What all of these points have in common is the word “balance”. Our focus is on reducing the balances of your accounts as quickly as you can afford with the cooperation of your creditors. It’s a team effort. This is why a debt load where you are struggling to make minimum payments will drag out for 20 to 25 years can be eliminated in less than 5 years.
- There are many agencies for whom up to 50% or more of their funding comes from creditors. This can create a conflict of interest between what the creditor wants and what is in your best interest.
- Fee structures should not be predetermined. Not every situation or program should be assessed the maximum fee allowed. Our fee is the last figure calculated in any plan so that it can be adjusted to an amount you can truly afford.
- There is a saying that “time is money” and CA believes this to be true when it comes to your funds. Instead of only disbursing your funds to creditors one day a month, CA disburses funds as soon as they are confirmed received. Multiple disbursement days every month means your plan works effectively.
- Each client has a specific Account Manager, who is a certified personal finance counselor, assigned to their plan. Our smaller counselor caseloads allow you to have one person who is familiar with your account assisting you to the successful completion of your plan.
- CA does not restrict the types of debts that can be addressed through our plans to just those that are easily managed. All debts can be included regardless of difficulty or whether or not the creditors provide support.
- Our e-progress portal allows you to have access to your account information 24/7/365. Moving? Want to update balances from recent statements?
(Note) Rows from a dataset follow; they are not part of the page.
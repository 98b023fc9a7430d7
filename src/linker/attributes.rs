//! Linker-meaningful custom attributes, parsed once per symbol.
//!
//! Only a closed set of attributes changes what the linker does. [`LinkerAttributesInformation`]
//! scans a symbol's raw attributes (plus supplementary definitions loaded from attribute XML)
//! the first time it is queried, keeps the recognized ones as [`LinkerAttribute`] values grouped
//! by [`LinkerAttributeKind`] and ignores everything else. A recognized attribute with missing
//! or ill-typed arguments produces a warning and is treated as absent.

use std::{cell::RefCell, rc::Rc};

use rustc_hash::{FxHashMap, FxHashSet};

use crate::{
    graph::{AttributeArgument, CustomAttribute, SymbolGraph, SymbolId, SymbolKind},
    linker::diagnostics::{codes, Diagnostics, LinkerMessage, MessageOrigin},
};

/// Full name of `RequiresUnreferencedCodeAttribute`.
pub const REQUIRES_UNREFERENCED_CODE: &str =
    "System.Diagnostics.CodeAnalysis.RequiresUnreferencedCodeAttribute";
/// Full name of `DynamicDependencyAttribute`.
pub const DYNAMIC_DEPENDENCY: &str = "System.Diagnostics.CodeAnalysis.DynamicDependencyAttribute";
/// Full name of the legacy `PreserveDependencyAttribute`.
pub const PRESERVE_DEPENDENCY: &str = "System.Runtime.CompilerServices.PreserveDependencyAttribute";
/// Full name of `UnconditionalSuppressMessageAttribute`.
pub const UNCONDITIONAL_SUPPRESS_MESSAGE: &str =
    "System.Diagnostics.CodeAnalysis.UnconditionalSuppressMessageAttribute";
/// Simple name of the `Preserve` attribute, recognized in any namespace.
pub const PRESERVE: &str = "PreserveAttribute";
/// Simple name of the `RemovableFeature` attribute, recognized in any namespace.
pub const REMOVABLE_FEATURE: &str = "RemovableFeatureAttribute";

/// Attributes used only for manual dependency tracking; dropped by Sweep unless kept.
pub const DEPENDENCY_ATTRIBUTES: [&str; 2] = [DYNAMIC_DEPENDENCY, PRESERVE_DEPENDENCY];

fn simple_name(full_name: &str) -> &str {
    full_name
        .rsplit(['.', '/'])
        .next()
        .unwrap_or(full_name)
}

/// A recognized linker attribute with its parsed payload.
#[derive(Debug, Clone, PartialEq, Eq)]
pub enum LinkerAttribute {
    /// Calling the method is not trim-safe.
    RequiresUnreferencedCode {
        /// Explanation shown in the warning.
        message: String,
        /// Optional link to documentation.
        url: Option<String>,
    },
    /// The symbol needs another member that is not referenced statically.
    DynamicDependency {
        /// Member name or signature (`*` or `None` for all members).
        member: Option<String>,
        /// Full name of the type declaring the member; the attributed symbol's type when absent.
        type_name: Option<String>,
        /// Assembly declaring the type; the attributed symbol's assembly when absent.
        assembly: Option<String>,
    },
    /// Suppresses a warning inside the attributed symbol.
    UnconditionalSuppressMessage {
        /// Warning category.
        category: String,
        /// Check id, e.g. `IL2026` or `IL2026:Reason`.
        check_id: String,
    },
    /// The symbol is always kept.
    Preserve {
        /// Keep all members of an attributed type as well.
        all_members: bool,
    },
    /// The symbol belongs to a feature that can be excluded.
    RemovableFeature {
        /// Feature name.
        name: String,
    },
    /// Instances of this attribute type are removed by Sweep.
    Removable,
}

/// The kind of a [`LinkerAttribute`], used as its lookup key.
#[derive(Debug, Clone, Copy, PartialEq, Eq, Hash)]
pub enum LinkerAttributeKind {
    /// [`LinkerAttribute::RequiresUnreferencedCode`]
    RequiresUnreferencedCode,
    /// [`LinkerAttribute::DynamicDependency`]
    DynamicDependency,
    /// [`LinkerAttribute::UnconditionalSuppressMessage`]
    UnconditionalSuppressMessage,
    /// [`LinkerAttribute::Preserve`]
    Preserve,
    /// [`LinkerAttribute::RemovableFeature`]
    RemovableFeature,
    /// [`LinkerAttribute::Removable`]
    Removable,
}

impl From<&LinkerAttribute> for LinkerAttributeKind {
    fn from(attribute: &LinkerAttribute) -> Self {
        match attribute {
            LinkerAttribute::RequiresUnreferencedCode { .. } => {
                LinkerAttributeKind::RequiresUnreferencedCode
            }
            LinkerAttribute::DynamicDependency { .. } => LinkerAttributeKind::DynamicDependency,
            LinkerAttribute::UnconditionalSuppressMessage { .. } => {
                LinkerAttributeKind::UnconditionalSuppressMessage
            }
            LinkerAttribute::Preserve { .. } => LinkerAttributeKind::Preserve,
            LinkerAttribute::RemovableFeature { .. } => LinkerAttributeKind::RemovableFeature,
            LinkerAttribute::Removable => LinkerAttributeKind::Removable,
        }
    }
}

impl LinkerAttribute {
    /// Returns the numeric code an `UnconditionalSuppressMessage` suppresses.
    #[must_use]
    pub fn suppressed_code(&self) -> Option<u32> {
        let LinkerAttribute::UnconditionalSuppressMessage { check_id, .. } = self else {
            return None;
        };
        let id = check_id.split(':').next().unwrap_or_default().trim();
        let digits = id
            .strip_prefix("IL")
            .or_else(|| id.strip_prefix("il"))
            .unwrap_or(id);
        digits.parse().ok()
    }
}

/// The recognized linker attributes of one symbol.
#[derive(Debug, Clone, Default, PartialEq, Eq)]
pub struct LinkerAttributesInformation {
    attributes: FxHashMap<LinkerAttributeKind, Vec<LinkerAttribute>>,
}

impl LinkerAttributesInformation {
    /// Classifies `raw` attributes of `symbol`, reporting malformed ones to `diagnostics`.
    pub fn build(
        graph: &SymbolGraph,
        diagnostics: &Diagnostics,
        symbol: SymbolId,
        raw: &[&CustomAttribute],
        removable: bool,
    ) -> Self {
        let mut info = LinkerAttributesInformation::default();
        for attribute in raw {
            if let Some(value) = classify(graph, diagnostics, symbol, attribute) {
                info.add(value);
            }
        }
        if removable {
            info.add(LinkerAttribute::Removable);
        }
        info
    }

    fn add(&mut self, attribute: LinkerAttribute) {
        self.attributes
            .entry(LinkerAttributeKind::from(&attribute))
            .or_default()
            .push(attribute);
    }

    /// Returns true if at least one attribute of `kind` is present.
    #[must_use]
    pub fn has(&self, kind: LinkerAttributeKind) -> bool {
        self.attributes.contains_key(&kind)
    }

    /// Returns the attributes of `kind`.
    #[must_use]
    pub fn get(&self, kind: LinkerAttributeKind) -> &[LinkerAttribute] {
        self.attributes.get(&kind).map_or(&[], Vec::as_slice)
    }

    /// Returns true if nothing was recognized.
    #[must_use]
    pub fn is_empty(&self) -> bool {
        self.attributes.is_empty()
    }

    /// Returns true if an `UnconditionalSuppressMessage` suppresses `code`.
    #[must_use]
    pub fn suppresses(&self, code: u32) -> bool {
        self.get(LinkerAttributeKind::UnconditionalSuppressMessage)
            .iter()
            .any(|a| a.suppressed_code() == Some(code))
    }
}

fn warn(diagnostics: &Diagnostics, graph: &SymbolGraph, symbol: SymbolId, code: u32, text: String) {
    let origin = MessageOrigin::from_member(symbol, None).render(graph);
    diagnostics.report(LinkerMessage::warning(code, text).with_origin(origin));
}

fn string_arg(attribute: &CustomAttribute, index: usize) -> Option<String> {
    attribute
        .constructor_arguments
        .get(index)
        .and_then(AttributeArgument::as_str)
        .map(str::to_string)
}

fn classify(
    graph: &SymbolGraph,
    diagnostics: &Diagnostics,
    symbol: SymbolId,
    attribute: &CustomAttribute,
) -> Option<LinkerAttribute> {
    let type_name = attribute.attribute_type.name.as_str();
    let target = graph.symbol(symbol);

    match type_name {
        REQUIRES_UNREFERENCED_CODE => {
            if target.kind() != SymbolKind::Method {
                return None;
            }
            let Some(message) = string_arg(attribute, 0) else {
                warn(
                    diagnostics,
                    graph,
                    symbol,
                    codes::REQUIRES_UNREFERENCED_CODE_MISSING_MESSAGE,
                    format!(
                        "Attribute '{}' on '{}' doesn't have a required constructor argument.",
                        REQUIRES_UNREFERENCED_CODE,
                        graph.reference_to(symbol)
                    ),
                );
                return None;
            };
            let url = attribute
                .named("Url")
                .and_then(AttributeArgument::as_str)
                .map(str::to_string);
            Some(LinkerAttribute::RequiresUnreferencedCode { message, url })
        }
        DYNAMIC_DEPENDENCY | PRESERVE_DEPENDENCY => {
            let args = &attribute.constructor_arguments;
            let parsed = match args.as_slice() {
                [AttributeArgument::String(member)] => Some((Some(member.clone()), None, None)),
                [AttributeArgument::String(member), AttributeArgument::String(ty)] => {
                    Some((Some(member.clone()), Some(ty.clone()), None))
                }
                [AttributeArgument::Int(_), AttributeArgument::String(ty)] => {
                    Some((None, Some(ty.clone()), None))
                }
                [AttributeArgument::String(member), AttributeArgument::String(ty), AttributeArgument::String(asm)] => {
                    Some((Some(member.clone()), Some(ty.clone()), Some(asm.clone())))
                }
                [AttributeArgument::Int(_), AttributeArgument::String(ty), AttributeArgument::String(asm)] => {
                    Some((None, Some(ty.clone()), Some(asm.clone())))
                }
                _ => None,
            };

            match parsed {
                Some((member, target_type, assembly)) => Some(LinkerAttribute::DynamicDependency {
                    member,
                    type_name: target_type,
                    assembly,
                }),
                None => {
                    warn(
                        diagnostics,
                        graph,
                        symbol,
                        codes::ATTRIBUTE_INVALID_TARGET,
                        format!(
                            "Invalid arguments for '{}' on '{}'",
                            simple_name(type_name),
                            graph.reference_to(symbol)
                        ),
                    );
                    None
                }
            }
        }
        UNCONDITIONAL_SUPPRESS_MESSAGE => {
            match (string_arg(attribute, 0), string_arg(attribute, 1)) {
                (Some(category), Some(check_id)) => {
                    Some(LinkerAttribute::UnconditionalSuppressMessage { category, check_id })
                }
                _ => {
                    warn(
                        diagnostics,
                        graph,
                        symbol,
                        codes::ATTRIBUTE_INVALID_TARGET,
                        format!(
                            "Attribute '{}' on '{}' needs a category and a check id.",
                            simple_name(type_name),
                            graph.reference_to(symbol)
                        ),
                    );
                    None
                }
            }
        }
        _ if simple_name(type_name) == PRESERVE => {
            let all_members = attribute
                .named("AllMembers")
                .and_then(AttributeArgument::as_bool)
                .unwrap_or(false);
            Some(LinkerAttribute::Preserve { all_members })
        }
        _ if simple_name(type_name) == REMOVABLE_FEATURE => match string_arg(attribute, 0) {
            Some(name) => Some(LinkerAttribute::RemovableFeature { name }),
            None => {
                warn(
                    diagnostics,
                    graph,
                    symbol,
                    codes::ATTRIBUTE_INVALID_TARGET,
                    format!(
                        "Attribute '{}' on '{}' doesn't have a feature name.",
                        type_name,
                        graph.reference_to(symbol)
                    ),
                );
                None
            }
        },
        _ => None,
    }
}

/// Lazily filled cache of [`LinkerAttributesInformation`] plus supplementary attributes.
///
/// The cache is filled through a shared reference so lookups can happen while other parts of
/// the context are borrowed.
#[derive(Debug, Default)]
pub struct AttributeCache {
    infos: RefCell<FxHashMap<SymbolId, Rc<LinkerAttributesInformation>>>,
    supplementary: FxHashMap<SymbolId, Vec<CustomAttribute>>,
    removable: FxHashSet<SymbolId>,
}

impl AttributeCache {
    /// Creates an empty cache.
    #[must_use]
    pub fn new() -> Self {
        Self::default()
    }

    /// Adds an attribute to `symbol` as if it were declared on it.
    ///
    /// Must happen before the symbol is first queried; later additions invalidate the entry.
    pub fn add_supplementary(&mut self, symbol: SymbolId, attribute: CustomAttribute) {
        self.supplementary.entry(symbol).or_default().push(attribute);
        self.infos.get_mut().remove(&symbol);
    }

    /// Declares that instances of attribute type `attribute_type` are removed by Sweep.
    pub fn mark_removable(&mut self, attribute_type: SymbolId) {
        self.removable.insert(attribute_type);
        self.infos.get_mut().remove(&attribute_type);
    }

    /// Returns the supplementary attributes of `symbol`.
    #[must_use]
    pub fn supplementary(&self, symbol: SymbolId) -> &[CustomAttribute] {
        self.supplementary.get(&symbol).map_or(&[], Vec::as_slice)
    }

    /// Returns the information of `symbol`, building it on first use.
    pub fn get(
        &self,
        graph: &SymbolGraph,
        diagnostics: &Diagnostics,
        symbol: SymbolId,
    ) -> Rc<LinkerAttributesInformation> {
        if let Some(info) = self.infos.borrow().get(&symbol) {
            return Rc::clone(info);
        }

        let raw: Vec<&CustomAttribute> = graph
            .symbol(symbol)
            .attributes
            .iter()
            .chain(self.supplementary(symbol))
            .collect();
        let info = Rc::new(LinkerAttributesInformation::build(
            graph,
            diagnostics,
            symbol,
            &raw,
            self.removable.contains(&symbol),
        ));
        self.infos.borrow_mut().insert(symbol, Rc::clone(&info));
        info
    }

    /// Returns the number of symbols with cached information.
    #[must_use]
    pub fn cached(&self) -> usize {
        self.infos.borrow().len()
    }
}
Want to check the last time a creditor was paid? It’s all available to you.
- The payment options at Credit Advisors are as varied as our clients. Timing of payments can be spread throughout the month. Payment methods vary from electronic transfers to money orders to allotment to payroll deductions. The choice is yours.
- Credit files are important tools. At CA we use these to monitor our clients’ progress, identify potential issues, and monitor creditor reporting. Most agencies do not monitor files.